WHAT IS EXPECTED. Please set down the entries below once more, exactly.

[[ THE DATA, beginning ]]

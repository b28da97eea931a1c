//! End-to-end render pipeline test against an in-memory frame sink.
//!
//! Needs a real TTF to rasterize; scans the usual system font directories
//! and skips (passing) when none is installed, so CI boxes without fonts
//! stay green.

use std::fs;
use std::path::{Path, PathBuf};

use image::{Rgba, RgbaImage};
use subburn::driver::FrameDriver;
use subburn::encoding::CollectingSink;
use subburn::schema::load_and_validate_job;
use subburn::subtitles::SubtitleTrack;

fn find_system_font() -> Option<PathBuf> {
    let roots = [
        "/usr/share/fonts",
        "/usr/local/share/fonts",
        "/System/Library/Fonts",
    ];
    let mut candidates = Vec::new();
    for root in roots {
        collect_ttf(Path::new(root), &mut candidates);
    }

    // Prefer fonts known to carry Latin glyphs; an arbitrary symbol font
    // would fail codepoint validation.
    let preferred = ["dejavu", "liberation", "freesans", "noto", "arial"];
    candidates
        .iter()
        .find(|path| {
            let name = path.to_string_lossy().to_lowercase();
            preferred.iter().any(|hint| name.contains(hint))
        })
        .or_else(|| candidates.first())
        .cloned()
}

fn collect_ttf(dir: &Path, out: &mut Vec<PathBuf>) {
    let Ok(entries) = fs::read_dir(dir) else {
        return;
    };
    for entry in entries.flatten() {
        let path = entry.path();
        if path.is_dir() {
            collect_ttf(&path, out);
        } else if path
            .extension()
            .and_then(|ext| ext.to_str())
            .is_some_and(|ext| ext.eq_ignore_ascii_case("ttf"))
        {
            out.push(path);
        }
    }
}

fn frame_has_visible_pixels(frame: &[u8]) -> bool {
    frame.chunks_exact(4).any(|px| px[3] > 0)
}

#[test]
fn holographic_run_produces_exact_frame_schedule() {
    let Some(font) = find_system_font() else {
        eprintln!("no system ttf font found, skipping pipeline test");
        return;
    };

    let dir = tempfile::tempdir().unwrap();

    // Solid magenta 100x100 style asset.
    let mut style = RgbaImage::new(100, 100);
    for px in style.pixels_mut() {
        *px = Rgba([255, 0, 255, 255]);
    }
    let style_path = dir.path().join("style.png");
    style.save(&style_path).unwrap();

    let subs_path = dir.path().join("subs.json");
    fs::write(
        &subs_path,
        r#"{"segments": [{"start": 0.0, "end": 1.0, "text": "HI"}]}"#,
    )
    .unwrap();

    let job_path = dir.path().join("job.yaml");
    fs::write(
        &job_path,
        format!(
            "input: source.mp4\n\
             subtitles: subs.json\n\
             environment:\n\
             \x20 width: 200\n\
             \x20 height: 120\n\
             \x20 fps: 10\n\
             \x20 duration: 2.0\n\
             caption:\n\
             \x20 style: holographic\n\
             \x20 font: {}\n\
             \x20 font_size: 40\n\
             \x20 style_image: style.png\n",
            font.display()
        ),
    )
    .unwrap();

    let job = load_and_validate_job(&job_path).unwrap();
    let track = SubtitleTrack::load(&job.subtitles).unwrap();
    let config = job.to_render_config().unwrap();

    let mut driver = FrameDriver::new(config, track).unwrap();
    let mut sink = CollectingSink::default();
    let frames = driver.run(&mut sink).unwrap();

    assert_eq!(frames, 20);
    assert_eq!(sink.frames.len(), 20);
    assert!(sink.finished);

    for frame in &sink.frames {
        assert_eq!(frame.len(), 200 * 120 * 4);
    }

    // Subtitle active for the first second only.
    for (index, frame) in sink.frames.iter().enumerate() {
        let visible = frame_has_visible_pixels(frame);
        if index < 10 {
            assert!(visible, "frame {index} should show the caption");
        } else {
            assert!(!visible, "frame {index} should be fully transparent");
        }
    }
}

#[test]
fn silent_rainbow_run_emits_transparent_frames_every_tick() {
    let Some(font) = find_system_font() else {
        eprintln!("no system ttf font found, skipping pipeline test");
        return;
    };

    let dir = tempfile::tempdir().unwrap();
    let subs_path = dir.path().join("subs.json");
    fs::write(&subs_path, r#"{"segments": []}"#).unwrap();

    let job_path = dir.path().join("job.yaml");
    fs::write(
        &job_path,
        format!(
            "input: source.mp4\n\
             subtitles: subs.json\n\
             environment:\n\
             \x20 width: 64\n\
             \x20 height: 64\n\
             \x20 fps: 5\n\
             \x20 duration: 1.0\n\
             caption:\n\
             \x20 style: rainbow\n\
             \x20 font: {}\n",
            font.display()
        ),
    )
    .unwrap();

    let job = load_and_validate_job(&job_path).unwrap();
    let track = SubtitleTrack::load(&job.subtitles).unwrap();
    let mut driver = FrameDriver::new(job.to_render_config().unwrap(), track).unwrap();
    let mut sink = CollectingSink::default();

    assert_eq!(driver.run(&mut sink).unwrap(), 5);
    for frame in &sink.frames {
        // Particles draw to the scratch surface only; with no subtitle the
        // output stays transparent.
        assert!(!frame_has_visible_pixels(frame));
    }
}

[[ THE DATA, end ]]

FINISHED TASK.
repository b28da97eea931a1c
//! End-to-end render pipeline test against an in-memory frame sink.
//!
//! Needs a real TTF to rasterize; scans the usual system font directories
//! and skips (passing) when none is installed, so CI boxes without fonts
//! stay green.

use std::fs;
use std::path::{Path, PathBuf};

use image::{Rgba, RgbaImage};
use subburn::driver::FrameDriver;
use subburn::encoding::CollectingSink;
use subburn::schema::load_and_validate_job;
use subburn::subtitles::SubtitleTrack;

fn find_system_font() -> Option<PathBuf> {
    let roots = [
        "/usr/share/fonts",
        "/usr/local/share/fonts",
        "/System/Library/Fonts",
    ];
    let mut candidates = Vec::new();
    for root in roots {
        collect_ttf(Path::new(root), &mut candidates);
    }

    // Prefer fonts known to carry Latin glyphs; an arbitrary symbol font
    // would fail codepoint validation.
    let preferred = ["dejavu", "liberation", "freesans", "noto", "arial"];
    candidates
        .iter()
        .find(|path| {
            let name = path.to_string_lossy().to_lowercase();
            preferred.iter().any(|hint| name.contains(hint))
        })
        .or_else(|| candidates.first())
        .cloned()
}

fn collect_ttf(dir: &Path, out: &mut Vec<PathBuf>) {
    let Ok(entries) = fs::read_dir(dir) else {
        return;
    };
    for entry in entries.flatten() {
        let path = entry.path();
        if path.is_dir() {
            collect_ttf(&path, out);
        } else if path
            .extension()
            .and_then(|ext| ext.to_str())
            .is_some_and(|ext| ext.eq_ignore_ascii_case("ttf"))
        {
            out.push(path);
        }
    }
}

fn frame_has_visible_pixels(frame: &[u8]) -> bool {
    frame.chunks_exact(4).any(|px| px[3] > 0)
}

#[test]
fn holographic_run_produces_exact_frame_schedule() {
    let Some(font) = find_system_font() else {
        eprintln!("no system ttf font found, skipping pipeline test");
        return;
    };

    let dir = tempfile::tempdir().unwrap();

    // Solid magenta 100x100 style asset.
    let mut style = RgbaImage::new(100, 100);
    for px in style.pixels_mut() {
        *px = Rgba([255, 0, 255, 255]);
    }
    let style_path = dir.path().join("style.png");
    style.save(&style_path).unwrap();

    let subs_path = dir.path().join("subs.json");
    fs::write(
        &subs_path,
        r#"{"segments": [{"start": 0.0, "end": 1.0, "text": "HI"}]}"#,
    )
    .unwrap();

    let job_path = dir.path().join("job.yaml");
    fs::write(
        &job_path,
        format!(
            "input: source.mp4\n\
             subtitles: subs.json\n\
             environment:\n\
             \x20 width: 200\n\
             \x20 height: 120\n\
             \x20 fps: 10\n\
             \x20 duration: 2.0\n\
             caption:\n\
             \x20 style: holographic\n\
             \x20 font: {}\n\
             \x20 font_size: 40\n\
             \x20 style_image: style.png\n",
            font.display()
        ),
    )
    .unwrap();

    let job = load_and_validate_job(&job_path).unwrap();
    let track = SubtitleTrack::load(&job.subtitles).unwrap();
    let config = job.to_render_config().unwrap();

    let mut driver = FrameDriver::new(config, track).unwrap();
    let mut sink = CollectingSink::default();
    let frames = driver.run(&mut sink).unwrap();

    assert_eq!(frames, 20);
    assert_eq!(sink.frames.len(), 20);
    assert!(sink.finished);

    for frame in &sink.frames {
        assert_eq!(frame.len(), 200 * 120 * 4);
    }

    // Subtitle active for the first second only.
    for (index, frame) in sink.frames.iter().enumerate() {
        let visible = frame_has_visible_pixels(frame);
        if index < 10 {
            assert!(visible, "frame {index} should show the caption");
        } else {
            assert!(!visible, "frame {index} should be fully transparent");
        }
    }
}

#[test]
fn silent_rainbow_run_emits_transparent_frames_every_tick() {
    let Some(font) = find_system_font() else {
        eprintln!("no system ttf font found, skipping pipeline test");
        return;
    };

    let dir = tempfile::tempdir().unwrap();
    let subs_path = dir.path().join("subs.json");
    fs::write(&subs_path, r#"{"segments": []}"#).unwrap();

    let job_path = dir.path().join("job.yaml");
    fs::write(
        &job_path,
        format!(
            "input: source.mp4\n\
             subtitles: subs.json\n\
             environment:\n\
             \x20 width: 64\n\
             \x20 height: 64\n\
             \x20 fps: 5\n\
             \x20 duration: 1.0\n\
             caption:\n\
             \x20 style: rainbow\n\
             \x20 font: {}\n",
            font.display()
        ),
    )
    .unwrap();

    let job = load_and_validate_job(&job_path).unwrap();
    let track = SubtitleTrack::load(&job.subtitles).unwrap();
    let mut driver = FrameDriver::new(job.to_render_config().unwrap(), track).unwrap();
    let mut sink = CollectingSink::default();

    assert_eq!(driver.run(&mut sink).unwrap(), 5);
    for frame in &sink.frames {
        // Particles draw to the scratch surface only; with no subtitle the
        // output stays transparent.
        assert!(!frame_has_visible_pixels(frame));
    }
}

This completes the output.